Finding make work is inefficient. Especially if you hire them knowing
you have 0.8 FTE, but find they lack the experience to perform a
quarter of that.

It's better to figure out the work in order of importance (I.e we must
achieve this by year end, or this is not so important) ten figure out
how to fulfill it.

But from the listed work so far, there is a lot lot less
non-specialist work than justifies a full time individual.

Tom Morton

On 18 Jun 2012, at 19:39, Thomas Dalton <thomas.dal...@gmail.com> wrote:

> On 18 June 2012 19:15, Charles Matthews <charles.r.matth...@ntlworld.com> 
> wrote:
>> On 18 June 2012 18:12, Thomas Morton <morton.tho...@googlemail.com> wrote:
>>
>> [things that make sense to me]
>>
>> I'd also like to see quantification.
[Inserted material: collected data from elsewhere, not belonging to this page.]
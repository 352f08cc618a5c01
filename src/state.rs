use std::sync::Arc;

/// One gallery image as read from the page.
#[derive(Clone, Debug, Default, PartialEq, Eq)]
pub struct ImageDescriptor {
    pub source: String,
    pub caption: String,
}

impl ImageDescriptor {
    pub fn new(source: impl Into<String>, caption: Option<String>) -> Self {
        Self {
            source: source.into(),
            caption: caption.unwrap_or_default(),
        }
    }
}

/// Ordered gallery images, enumerated once at startup and never changed.
#[derive(Clone, Debug, Default, PartialEq, Eq)]
pub struct ImageSet {
    images: Arc<[ImageDescriptor]>,
}

impl ImageSet {
    pub fn len(&self) -> usize {
        self.images.len()
    }

    pub fn is_empty(&self) -> bool {
        self.images.is_empty()
    }

    pub fn get(&self, index: usize) -> Option<&ImageDescriptor> {
        self.images.get(index)
    }

    pub fn iter(&self) -> impl Iterator<Item = &ImageDescriptor> {
        self.images.iter()
    }
}

impl From<Vec<ImageDescriptor>> for ImageSet {
    fn from(images: Vec<ImageDescriptor>) -> Self {
        Self {
            images: images.into(),
        }
    }
}

impl FromIterator<ImageDescriptor> for ImageSet {
    fn from_iter<I: IntoIterator<Item = ImageDescriptor>>(iter: I) -> Self {
        iter.into_iter().collect::<Vec<_>>().into()
    }
}

/// Open/closed flag and cursor for the one lightbox on the page.
#[derive(Clone, Copy, Debug, Default, PartialEq, Eq)]
pub struct LightboxState {
    pub is_open: bool,
    /// Keeps its last value while closed.
    pub current_index: usize,
}

impl LightboxState {
    /// Page-wide scroll lock: held exactly while the lightbox is open.
    pub fn scroll_locked(&self) -> bool {
        self.is_open
    }
}

/// Normalizes an index one step past either end back into `[0, len)`.
///
/// Only single-step overshoot wraps meaningfully: anything below zero lands on
/// the last image, anything at or past `len` lands on the first.
pub fn wrap_index(index: isize, len: usize) -> usize {
    debug_assert!(len > 0, "wrap_index on an empty set");
    if index < 0 {
        len.saturating_sub(1)
    } else if index as usize >= len {
        0
    } else {
        index as usize
    }
}

/// Inputs the overlay and keyboard translate into.
#[derive(Clone, Copy, Debug, PartialEq, Eq)]
pub enum LightboxCommand {
    Close,
    Previous,
    Next,
}

impl LightboxCommand {
    pub fn from_key(key: &str) -> Option<Self> {
        match key {
            "Escape" => Some(Self::Close),
            "ArrowLeft" => Some(Self::Previous),
            "ArrowRight" => Some(Self::Next),
            _ => None,
        }
    }
}

/// The lightbox controller state: the gallery plus a cursor into it.
#[derive(Clone, Debug, PartialEq, Eq)]
pub struct Lightbox {
    images: ImageSet,
    state: LightboxState,
}

impl Lightbox {
    /// Returns `None` for an empty gallery; the lightbox never activates then.
    pub fn new(images: ImageSet) -> Option<Self> {
        if images.is_empty() {
            return None;
        }
        Some(Self {
            images,
            state: LightboxState::default(),
        })
    }

    pub fn images(&self) -> &ImageSet {
        &self.images
    }

    pub fn state(&self) -> LightboxState {
        self.state
    }

    pub fn is_open(&self) -> bool {
        self.state.is_open
    }

    pub fn current_index(&self) -> usize {
        self.state.current_index
    }

    pub fn open(&mut self, index: isize) {
        self.state.current_index = wrap_index(index, self.images.len());
        self.state.is_open = true;
    }

    /// Moves the cursor by `delta` with wraparound. Ignored while closed.
    pub fn navigate(&mut self, delta: isize) {
        if !self.state.is_open {
            return;
        }
        let target = self.state.current_index as isize + delta;
        self.state.current_index = wrap_index(target, self.images.len());
    }

    pub fn close(&mut self) {
        self.state.is_open = false;
    }

    /// Applies a command if the lightbox is open. Returns whether it was handled.
    pub fn apply(&mut self, command: LightboxCommand) -> bool {
        if !self.state.is_open {
            return false;
        }
        match command {
            LightboxCommand::Close => self.close(),
            LightboxCommand::Previous => self.navigate(-1),
            LightboxCommand::Next => self.navigate(1),
        }
        true
    }

    /// The image the overlay shows for the current index.
    pub fn displayed(&self) -> &ImageDescriptor {
        // Non-empty set and an always-normalized index make this total.
        &self.images.images[self.state.current_index]
    }
}
use crate::components::{LightboxClasses, LightboxOverlay};
use crate::config::SiteConfig;
use crate::error::Result;
use crate::state::{ImageDescriptor, ImageSet, Lightbox, LightboxCommand};
use crate::{confirm, dom, nav, theme};
use leptos::prelude::*;
use wasm_bindgen::JsCast;
use web_sys::{Document, Event, HtmlImageElement, KeyboardEvent};

/// Signals for the single page-wide lightbox.
#[derive(Clone, Copy)]
pub struct LightboxCtx {
    pub lightbox: ReadSignal<Lightbox>,
    pub set_lightbox: WriteSignal<Lightbox>,
}

type Install<'a> = Box<dyn FnOnce() -> Result<bool> + 'a>;

fn feature<'a>(
    name: &'static str,
    install: impl FnOnce() -> Result<bool> + 'a,
) -> (&'static str, Install<'a>) {
    (name, Box::new(install))
}

/// Runs each feature's install on its own; a failing feature is logged and
/// the rest still run. Returns the names of the features that activated.
fn install_features<'a>(features: Vec<(&'static str, Install<'a>)>) -> Vec<&'static str> {
    let mut active = Vec::new();
    for (name, install) in features {
        match install() {
            Ok(true) => {
                log::info!("{name} active");
                active.push(name);
            }
            Ok(false) => log::debug!("{name} inactive on this page"),
            Err(err) => log::warn!("{name} failed to start: {err}"),
        }
    }
    active
}

/// Wires every feature into the current page. Features whose markup is
/// missing stay inactive, and one feature failing leaves the others alone.
pub fn boot() -> Result<()> {
    let document = dom::document()?;
    let config = SiteConfig::load(&document);

    install_features(vec![
        feature("nav toggle", || nav::install(&document, &config)),
        feature("theme switcher", || theme::install(&document, &config)),
        feature("confirm guard", || confirm::install(&document, &config)),
        feature("lightbox", || mount_lightbox(&document, &config)),
    ]);
    Ok(())
}

/// Whether the body style needs writing when the lock goes to `locked`.
/// Nothing is written until the lightbox first opens, so the page's own
/// inline `overflow` survives until then.
fn scroll_lock_changed(previous: Option<bool>, locked: bool) -> bool {
    previous.unwrap_or(false) != locked
}

fn describe(img: &HtmlImageElement, config: &SiteConfig) -> ImageDescriptor {
    ImageDescriptor::new(img.src(), img.get_attribute(&config.caption_attribute))
}

/// Enumerates the gallery once, then builds the overlay and binds its
/// triggers. With no gallery images nothing is inserted or bound and this
/// returns `Ok(false)`.
pub fn mount_lightbox(document: &Document, config: &SiteConfig) -> Result<bool> {
    let elements: Vec<HtmlImageElement> = dom::query_all(document, &config.gallery_selector)?;
    let images: ImageSet = elements.iter().map(|img| describe(img, config)).collect();
    let Some(initial) = Lightbox::new(images) else {
        return Ok(false);
    };
    let body = dom::body(document)?;

    let (lightbox, set_lightbox) = signal(initial);
    let ctx = LightboxCtx { lightbox, set_lightbox };
    let classes = LightboxClasses::from_config(config);

    for (index, img) in elements.iter().enumerate() {
        let index = index as isize;
        dom::on(img, "click", move |_| set_lightbox.update(|lb| lb.open(index)))?;
    }

    dom::on(document, "keydown", move |event: Event| {
        let Some(command) = event
            .dyn_ref::<KeyboardEvent>()
            .and_then(|ev| LightboxCommand::from_key(&ev.key()))
        else {
            return;
        };
        // Closed lightbox ignores keys without touching the signal.
        if lightbox.with_untracked(|lb| lb.is_open()) {
            set_lightbox.update(|lb| {
                lb.apply(command);
            });
        }
    })?;

    let body_for_lock = body.clone();
    leptos::mount::mount_to(body, move || {
        Effect::new(move |previous: Option<bool>| {
            let locked = lightbox.with(|lb| lb.state().scroll_locked());
            if scroll_lock_changed(previous, locked) {
                if let Err(err) = dom::set_scroll_lock(&body_for_lock, locked) {
                    log::warn!("scroll lock failed: {err}");
                }
            }
            locked
        });
        view! { <LightboxOverlay ctx=ctx classes=classes /> }
    })
    .forget();

    Ok(true)
}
Is the current provable need 0.7
>> of a person or 1.5 persons? I'm still enough of a mathematician to
>> think that it's unlikely to be a whole number (and I guess Tom D. is
>> too).
>
> As a mathematician, I agree with you. Experience, however, tells me
> that there is always enough work for between 10% and 20% more people
> than you have! If you have enough work for 0.7 FTE, then as soon as
> you hire someone you'll find another 0.5 FTE worth of work appears. I
> don't think there is any real risk of hiring someone and not being
> able to find useful things for them to do.